Several are also caught up in fighting extremist groups. Even as it struggles to protect its own citizens, Uganda has recently sent troops to Somalia to join regional efforts against the al-Shabab militants there. Americans are likely to have forgotten, but al-Shabab claimed credit for suicide bombings targeting Ugandans who had gathered to watch the 2010 World Cup final, killing 74 and injuring 70 more – a tragedy relatively larger than the Oklahoma City bombings for a nation of 32 million people. Thus the U.S. has both an immediate interest in shoring up the security of a regional ally, and a longer-term interest in ensuring that Shabab or others don’t gain nay new footholds.

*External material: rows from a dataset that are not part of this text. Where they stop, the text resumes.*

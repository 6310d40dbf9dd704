// ============================================================================
// Numeric Value
// Tagged int/float value with the standard promotion rule
// ============================================================================

use super::errors::{CalcError, CalcResult};
use std::fmt;
use std::ops::{Add, Mul, Neg, Sub};

#[cfg(feature = "serde")]
use serde::{Deserialize, Serialize};

/// A transient numeric value: either an integer or a floating-point number.
///
/// Arithmetic follows the standard promotion rule:
/// - `Int ⊕ Int → Int` for addition, subtraction and multiplication
/// - any `Float` operand widens the other operand, giving a `Float` result
/// - division always produces a `Float`, even for evenly divisible integers
///
/// Integer arithmetic wraps on overflow (host i64 semantics, no detection);
/// float arithmetic is plain IEEE 754 f64 with no custom rounding.
///
/// # Example
/// ```
/// use calc_engine::numeric::Value;
///
/// let sum = Value::Int(2) + Value::Int(3);
/// assert_eq!(sum, Value::Int(5));
///
/// let quotient = Value::Int(6).checked_div(Value::Int(3)).unwrap();
/// assert_eq!(quotient, Value::Float(2.0));
/// ```
#[derive(Debug, Clone, Copy, PartialEq)]
#[cfg_attr(feature = "serde", derive(Serialize, Deserialize))]
pub enum Value {
    Int(i64),
    Float(f64),
}

impl Value {
    /// Integer zero
    pub const ZERO: Self = Value::Int(0);

    /// Integer one
    pub const ONE: Self = Value::Int(1);

    // ========================================================================
    // Accessors
    // ========================================================================

    /// Check if the value is numerically zero.
    ///
    /// `Int(0)`, `Float(0.0)` and `Float(-0.0)` all count as zero.
    #[inline]
    pub fn is_zero(self) -> bool {
        match self {
            Value::Int(i) => i == 0,
            Value::Float(f) => f == 0.0,
        }
    }

    /// Check if the value carries the integer variant.
    #[inline]
    pub const fn is_int(self) -> bool {
        matches!(self, Value::Int(_))
    }

    /// Check if the value carries the float variant.
    #[inline]
    pub const fn is_float(self) -> bool {
        matches!(self, Value::Float(_))
    }

    /// Widen to f64, regardless of variant.
    #[inline]
    pub fn as_f64(self) -> f64 {
        match self {
            Value::Int(i) => i as f64,
            Value::Float(f) => f,
        }
    }

    // ========================================================================
    // Arithmetic
    // ========================================================================

    /// Division under the promotion rule: the result is always `Float`.
    ///
    /// # Errors
    /// Returns `DivisionByZero` when `rhs` is numerically zero.
    #[inline]
    pub fn checked_div(self, rhs: Self) -> CalcResult<Self> {
        if rhs.is_zero() {
            return Err(CalcError::DivisionByZero);
        }
        Ok(Value::Float(self.as_f64() / rhs.as_f64()))
    }
}

// ============================================================================
// Operator Implementations
// ============================================================================

impl Add for Value {
    type Output = Self;

    #[inline]
    fn add(self, rhs: Self) -> Self::Output {
        match (self, rhs) {
            (Value::Int(a), Value::Int(b)) => Value::Int(a.wrapping_add(b)),
            (a, b) => Value::Float(a.as_f64() + b.as_f64()),
        }
    }
}

impl Sub for Value {
    type Output = Self;

    #[inline]
    fn sub(self, rhs: Self) -> Self::Output {
        match (self, rhs) {
            (Value::Int(a), Value::Int(b)) => Value::Int(a.wrapping_sub(b)),
            (a, b) => Value::Float(a.as_f64() - b.as_f64()),
        }
    }
}

impl Mul for Value {
    type Output = Self;

    #[inline]
    fn mul(self, rhs: Self) -> Self::Output {
        match (self, rhs) {
            (Value::Int(a), Value::Int(b)) => Value::Int(a.wrapping_mul(b)),
            (a, b) => Value::Float(a.as_f64() * b.as_f64()),
        }
    }
}

impl Neg for Value {
    type Output = Self;

    #[inline]
    fn neg(self) -> Self::Output {
        match self {
            Value::Int(i) => Value::Int(i.wrapping_neg()),
            Value::Float(f) => Value::Float(-f),
        }
    }
}

// ============================================================================
// Conversions
// ============================================================================

impl From<i64> for Value {
    #[inline]
    fn from(v: i64) -> Self {
        Value::Int(v)
    }
}

impl From<i32> for Value {
    #[inline]
    fn from(v: i32) -> Self {
        Value::Int(v as i64)
    }
}

impl From<f64> for Value {
    #[inline]
    fn from(v: f64) -> Self {
        Value::Float(v)
    }
}

impl Default for Value {
    #[inline]
    fn default() -> Self {
        Self::ZERO
    }
}

// ============================================================================
// Display
// ============================================================================

impl fmt::Display for Value {
    fn fmt(&self, f: &mut fmt::Formatter<'_>) -> fmt::Result {
        match self {
            Value::Int(i) => write!(f, "{}", i),
            Value::Float(v) => write!(f, "{}", v),
        }
    }
}

// ============================================================================
// Tests
// ============================================================================

#[cfg(test)]
mod tests {
    use super::*;

    #[test]
    fn test_int_arithmetic_stays_int() {
        assert_eq!(Value::Int(2) + Value::Int(3), Value::Int(5));
        assert_eq!(Value::Int(2) - Value::Int(3), Value::Int(-1));
        assert_eq!(Value::Int(2) * Value::Int(3), Value::Int(6));
    }

    #[test]
    fn test_float_operand_promotes() {
        assert_eq!(Value::Int(5) + Value::Float(2.5), Value::Float(7.5));
        assert_eq!(Value::Float(2.5) + Value::Int(5), Value::Float(7.5));
        assert_eq!(Value::Float(5.5) - Value::Float(2.5), Value::Float(3.0));
        assert_eq!(Value::Float(1.5) * Value::Int(2), Value::Float(3.0));
    }

    #[test]
    fn test_division_always_float() {
        let q = Value::Int(6).checked_div(Value::Int(3)).unwrap();
        assert!(q.is_float());
        assert_eq!(q, Value::Float(2.0));

        let q = Value::Int(7).checked_div(Value::Int(2)).unwrap();
        assert_eq!(q, Value::Float(3.5));
    }

    #[test]
    fn test_division_by_zero() {
        assert_eq!(
            Value::Int(5).checked_div(Value::Int(0)),
            Err(CalcError::DivisionByZero)
        );
        assert_eq!(
            Value::Int(5).checked_div(Value::Float(0.0)),
            Err(CalcError::DivisionByZero)
        );
        // Negative zero counts as zero
        assert_eq!(
            Value::Int(5).checked_div(Value::Float(-0.0)),
            Err(CalcError::DivisionByZero)
        );
        // Zero numerator does not help
        assert_eq!(
            Value::Int(0).checked_div(Value::Int(0)),
            Err(CalcError::DivisionByZero)
        );
    }

    #[test]
    fn test_is_zero() {
        assert!(Value::Int(0).is_zero());
        assert!(Value::Float(0.0).is_zero());
        assert!(Value::Float(-0.0).is_zero());
        assert!(!Value::Int(1).is_zero());
        assert!(!Value::Float(0.001).is_zero());
    }

    #[test]
    fn test_int_overflow_wraps() {
        assert_eq!(
            Value::Int(i64::MAX) + Value::Int(1),
            Value::Int(i64::MIN)
        );
        assert_eq!(
            Value::Int(i64::MIN) - Value::Int(1),
            Value::Int(i64::MAX)
        );
    }

    #[test]
    fn test_negation() {
        assert_eq!(-Value::Int(5), Value::Int(-5));
        assert_eq!(-Value::Float(2.5), Value::Float(-2.5));
    }

    #[test]
    fn test_conversions() {
        assert_eq!(Value::from(5i64), Value::Int(5));
        assert_eq!(Value::from(5i32), Value::Int(5));
        assert_eq!(Value::from(2.5f64), Value::Float(2.5));
        assert_eq!(Value::default(), Value::ZERO);
    }

    #[test]
    fn test_display() {
        assert_eq!(Value::Int(42).to_string(), "42");
        assert_eq!(Value::Int(-7).to_string(), "-7");
        assert_eq!(Value::Float(2.5).to_string(), "2.5");
        assert_eq!(Value::Float(2.0).to_string(), "2");
    }

    #[test]
    fn test_variant_identity_is_observable() {
        // Int(2) and Float(2.0) are numerically equal but distinct values
        assert_ne!(Value::Int(2), Value::Float(2.0));
        assert_eq!(Value::Int(2).as_f64(), Value::Float(2.0).as_f64());
    }

    #[cfg(feature = "serde")]
    #[test]
    fn test_serde_round_trip() {
        let int = Value::Int(42);
        let json = serde_json::to_string(&int).unwrap();
        assert_eq!(serde_json::from_str::<Value>(&json).unwrap(), int);

        let float = Value::Float(2.5);
        let json = serde_json::to_string(&float).unwrap();
        assert_eq!(serde_json::from_str::<Value>(&json).unwrap(), float);
    }
}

And don’t underestimate the humanitarian concerns here.. As the former George W. Bush speechwriter Michael Gerson has written of action against the LRA, “If a humanitarian military operation is ever justified, it is justified in this case.” Liberal and conservative Christian and humanitarian groups have argued this case jointly for over a decade. It is a hard-bitten realist or pacifist who can read the accounts of survivors and not want to pick up a gun. There is, moreover, the more realist question of whether Africans perceive the West and the U.S. as indifferent to crimes against humanity when committed in their neighborhoods, and whether it matters to the future of U.S. partnerships whether they are right.
4. But will it work?
These arguments pre-suppose that 100 U.S. troops will tip the balance decisively, and that the LRA can be destroyed and stability restored to the region. Unfortunately, the verdict is out on that, for two reasons. First, the George W. Bush Administration, Uganda, and regional allies tried this in 2008, with a smaller number of U.S. advisers. The campaign was marred by poor coordination and limited intelligence-sharing, and became a grinding war of attrition. Kony was driven from the country but not killed, nor was his organization destroyed. Instead, the LRA embarked on a spree of revenge killings against civilians. It is unclear whether all those shortcomings can be repaired by the presence of more US advisers.

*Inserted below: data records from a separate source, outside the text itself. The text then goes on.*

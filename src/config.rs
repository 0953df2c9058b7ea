use std::path::PathBuf;

use crate::error::{HeuristicError, Result};
use crate::evaluation::Strategy;
use crate::heuristic::EngineOptions;

pub const USAGE: &str = "Usage: box_heuristic <level_file> \
[--astar | --greedy | --wastar <w> | --strategy <name>] [--sequential]";

#[derive(Clone, Debug)]
pub struct RunConfig {
    pub level_path: PathBuf,
    pub strategy: Strategy,
    pub options: EngineOptions,
}

impl RunConfig {
    /// Parses arguments, program name excluded.
    pub fn from_args<I>(args: I) -> Result<Self>
    where
        I: IntoIterator<Item = String>,
    {
        let mut args = args.into_iter();
        let mut level_path = None;
        let mut strategy = Strategy::default();
        let mut options = EngineOptions::default();

        while let Some(arg) = args.next() {
            match arg.as_str() {
                "--astar" => strategy = Strategy::AStar,
                "--greedy" => strategy = Strategy::Greedy,
                "--wastar" => {
                    let w = value_of(&mut args, "--wastar")?;
                    strategy = format!("wastar:{w}").parse()?;
                }
                "--strategy" => strategy = value_of(&mut args, "--strategy")?.parse()?,
                "--sequential" => options.parallel = false,
                flag if flag.starts_with("--") => {
                    return Err(HeuristicError::InvalidArgument(format!(
                        "unknown flag {flag}"
                    )))
                }
                _ if level_path.is_some() => {
                    return Err(HeuristicError::InvalidArgument(format!(
                        "unexpected argument {arg}"
                    )))
                }
                _ => level_path = Some(PathBuf::from(arg)),
            }
        }

        let level_path = level_path
            .ok_or_else(|| HeuristicError::InvalidArgument("missing level file".to_string()))?;

        Ok(RunConfig {
            level_path,
            strategy,
            options,
        })
    }
}

fn value_of(args: &mut impl Iterator<Item = String>, flag: &str) -> Result<String> {
    args.next()
        .ok_or_else(|| HeuristicError::InvalidArgument(format!("{flag} needs a value")))
}
//! Text level loader.
//!
//! One line per grid row: `+` or `#` wall, `a`-`z` goal, `A`-`Z` box,
//! `0`-`9` the agent, space or `.` floor. Short rows are padded with walls.

use std::fs;
use std::path::Path;

use memchr::memchr_iter;
use rustc_hash::FxHashSet;
use tracing::{debug, warn};

use crate::error::{HeuristicError, Result};
use crate::grid::{Grid, Point};
use crate::state::State;

#[derive(Clone, Debug)]
pub struct Level {
    pub grid: Grid,
    pub initial: State,
}

pub fn load_level(path: &Path) -> Result<Level> {
    let text = fs::read_to_string(path)?;
    debug!(path = %path.display(), bytes = text.len(), "read level file");
    parse_level(&text)
}

pub fn parse_level(text: &str) -> Result<Level> {
    let mut lines = split_lines(text);
    while lines.last().is_some_and(|l| l.is_empty()) {
        lines.pop();
    }

    let height = lines.len();
    let width = lines.iter().map(|l| l.len()).max().unwrap_or(0);
    let mut grid = Grid::open(height, width)?;
    let mut agent: Option<Point> = None;
    let mut boxes = Vec::new();

    for (row, line) in lines.iter().enumerate() {
        let level_err = |message: String| HeuristicError::Level {
            line: row + 1,
            message,
        };

        for col in 0..width {
            let p = Point::new(row as i16, col as i16);
            let Some(&ch) = line.get(col) else {
                grid.set_wall(p)?;
                continue;
            };

            match ch {
                b'+' | b'#' => grid.set_wall(p)?,
                b'a'..=b'z' => grid.set_goal(p, ch as char)?,
                b'A'..=b'Z' => boxes.push((p, ch as char)),
                b'0'..=b'9' => {
                    if let Some(first) = agent {
                        return Err(level_err(format!(
                            "second agent at column {col}, first at {first}"
                        )));
                    }
                    agent = Some(p);
                }
                b' ' | b'.' => {}
                _ => {
                    return Err(level_err(format!(
                        "unexpected character {:?} at column {col}",
                        ch as char
                    )))
                }
            }
        }
    }

    let agent = agent.ok_or_else(|| HeuristicError::Level {
        line: height,
        message: "level has no agent".to_string(),
    })?;

    let goal_letters: FxHashSet<u8> = grid.goal_cells().map(|(_, l)| l).collect();
    for &(p, letter) in &boxes {
        if !goal_letters.contains(&(letter.to_ascii_lowercase() as u8)) {
            warn!(cell = %p, letter = %letter, "box has no goal of its letter");
        }
    }

    debug!(height, width, boxes = boxes.len(), "parsed level");

    Ok(Level {
        grid,
        initial: State::with_boxes(agent, boxes, 0),
    })
}

fn split_lines(text: &str) -> Vec<&[u8]> {
    let bytes = text.as_bytes();
    let mut lines = Vec::new();
    let mut start = 0;
    for end in memchr_iter(b'\n', bytes).chain(std::iter::once(bytes.len())) {
        let mut line = &bytes[start..end];
        if let [rest @ .., b'\r'] = line {
            line = rest;
        }
        lines.push(line);
        start = end + 1;
    }
    lines
}

#[cfg(test)]
mod tests {
    use super::*;

    #[test]
    fn parses_walls_goals_boxes_and_agent() {
        let level = parse_level("+++++\n+0A a+\n++b+\n").unwrap();
        let grid = &level.grid;

        assert_eq!(grid.height(), 3);
        assert_eq!(grid.width(), 6);
        assert!(grid.is_wall(Point::new(0, 0)));
        assert!(!grid.is_wall(Point::new(1, 1)));
        assert_eq!(grid.goal_letter(Point::new(1, 4)), Some(b'a'));
        assert_eq!(grid.goal_letter(Point::new(2, 2)), Some(b'b'));
        // Padding beyond the short rows.
        assert!(grid.is_wall(Point::new(0, 5)));
        assert!(grid.is_wall(Point::new(2, 4)));

        assert_eq!(level.initial.agent(), Point::new(1, 1));
        assert_eq!(level.initial.box_at(Point::new(1, 2)), Some('a'));
        assert_eq!(level.initial.g(), 0);
    }

    #[test]
    fn handles_crlf_and_trailing_blank_lines() {
        let level = parse_level("###\r\n#0#\r\n###\r\n\r\n\n").unwrap();
        assert_eq!(level.grid.height(), 3);
        assert_eq!(level.grid.width(), 3);
        assert_eq!(level.grid.open_cells().count(), 1);
    }

    #[test]
    fn rejects_missing_or_extra_agents() {
        assert!(matches!(
            parse_level("+++\n+ +\n+++"),
            Err(HeuristicError::Level { .. })
        ));
        assert!(matches!(
            parse_level("+++++\n+0 1+\n+++++"),
            Err(HeuristicError::Level { line: 2, .. })
        ));
    }

    #[test]
    fn rejects_unknown_characters() {
        let err = parse_level("+++\n+0*\n+++").unwrap_err();
        assert!(matches!(err, HeuristicError::Level { line: 2, .. }));
        assert!(err.to_string().contains("'*'"));
    }
}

Second, a lightning strike that killed or captured Kony might well not end the suffering. The International Crisis Group has pointed out both that Kony’s followers are likely to go on marauding and killing without him, and that the insurgency sprung from and flourished on the economic and social marginalization of northern Uganda, as well as lawlessness in eastern DRC. Washington cannot solve those problems; is it preparing the necessary regional and international support to do so? Does it have the bandwidth, and civilian resources, to take on such a task? And, given the security concerns outlined above, is it willing to put pressure on the aging and increasingly-dictatorial ruler of Uganda, Yoweri Museveni?

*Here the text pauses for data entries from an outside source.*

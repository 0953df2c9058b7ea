//! Priority functions handed to the search driver.

use std::fmt;
use std::str::FromStr;
use std::sync::Arc;

use crate::error::HeuristicError;
use crate::heuristic::HeuristicEngine;
use crate::state::State;

pub const DEFAULT_WEIGHT: u32 = 5;

/// Orders states for a best-first search; lower is expanded first.
/// `Display` gives the label the driver logs.
pub trait Evaluation: fmt::Display + Send + Sync {
    fn engine(&self) -> &HeuristicEngine;

    fn f(&self, state: &State) -> u64;

    fn h(&self, state: &State) -> u64 {
        self.engine().h(state)
    }
}

/// `g + h`
pub struct AStar {
    engine: Arc<HeuristicEngine>,
}

impl AStar {
    pub fn new(engine: Arc<HeuristicEngine>) -> Self {
        AStar { engine }
    }
}

impl Evaluation for AStar {
    fn engine(&self) -> &HeuristicEngine {
        &self.engine
    }

    fn f(&self, state: &State) -> u64 {
        state.g().saturating_add(self.h(state))
    }
}

impl fmt::Display for AStar {
    fn fmt(&self, f: &mut fmt::Formatter<'_>) -> fmt::Result {
        write!(f, "A* evaluation")
    }
}

/// `g + w * h`
pub struct WeightedAStar {
    engine: Arc<HeuristicEngine>,
    w: u32,
}

impl WeightedAStar {
    pub fn new(engine: Arc<HeuristicEngine>, w: u32) -> Self {
        WeightedAStar { engine, w }
    }

    pub fn weight(&self) -> u32 {
        self.w
    }
}

impl Evaluation for WeightedAStar {
    fn engine(&self) -> &HeuristicEngine {
        &self.engine
    }

    fn f(&self, state: &State) -> u64 {
        let weighted = self.h(state).saturating_mul(self.w as u64);
        state.g().saturating_add(weighted)
    }
}

impl fmt::Display for WeightedAStar {
    fn fmt(&self, f: &mut fmt::Formatter<'_>) -> fmt::Result {
        write!(f, "WA*({}) evaluation", self.w)
    }
}

/// `h` alone; path cost is ignored.
pub struct Greedy {
    engine: Arc<HeuristicEngine>,
}

impl Greedy {
    pub fn new(engine: Arc<HeuristicEngine>) -> Self {
        Greedy { engine }
    }
}

impl Evaluation for Greedy {
    fn engine(&self) -> &HeuristicEngine {
        &self.engine
    }

    fn f(&self, state: &State) -> u64 {
        self.h(state)
    }
}

impl fmt::Display for Greedy {
    fn fmt(&self, f: &mut fmt::Formatter<'_>) -> fmt::Result {
        write!(f, "Greedy evaluation")
    }
}

/// Strategy choice as it appears in configuration.
#[derive(Clone, Copy, PartialEq, Eq, Debug, Default)]
pub enum Strategy {
    #[default]
    AStar,
    WeightedAStar(u32),
    Greedy,
}

impl Strategy {
    pub fn build(self, engine: Arc<HeuristicEngine>) -> Box<dyn Evaluation> {
        match self {
            Strategy::AStar => Box::new(AStar::new(engine)),
            Strategy::WeightedAStar(w) => Box::new(WeightedAStar::new(engine, w)),
            Strategy::Greedy => Box::new(Greedy::new(engine)),
        }
    }
}

impl FromStr for Strategy {
    type Err = HeuristicError;

    /// Accepts `astar`, `greedy`, `wastar` and `wastar:<weight>`.
    fn from_str(s: &str) -> Result<Self, Self::Err> {
        let lower = s.trim().to_ascii_lowercase();
        let (name, weight) = match lower.split_once(':') {
            Some((name, weight)) => (name, Some(weight)),
            None => (lower.as_str(), None),
        };

        match (name, weight) {
            ("astar", None) => Ok(Strategy::AStar),
            ("greedy", None) => Ok(Strategy::Greedy),
            ("wastar", None) => Ok(Strategy::WeightedAStar(DEFAULT_WEIGHT)),
            ("wastar", Some(w)) => w
                .parse::<u32>()
                .map(Strategy::WeightedAStar)
                .map_err(|_| HeuristicError::InvalidArgument(format!("bad weight {w:?}"))),
            _ => Err(HeuristicError::InvalidArgument(format!(
                "unknown strategy {s:?}"
            ))),
        }
    }
}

5. A new paradigm for war – maybe, maybe not.
Kaplan argues that the interventions in Uganda and Libya and the use of drones in Yemen and Pakistan foretell a future of “advise and assist” American actions in which military budgets shrink dramatically and interventions “don’t neatly fit the familiar categories of ‘realist,’ ‘moralist,’ or ‘neoconservative.’”
Isn’t it pretty to think so? Of course, Kaplan acknowledges that “advise and assist “ isn’t a new paradigm. It didn’t cut defense budgets in the Cold War, and by itself it won’t now. And given the morally problematic nature of drones, targeted killings, and extra-territoriality, it is no ethical panacea either. Plus there is the abiding question: what interests justify putting American lives at risk? These complexities won’t go away, and will only figure more heavily in how Americans think about the use of force–whether it is deployed via drone or a military advisor–in our name.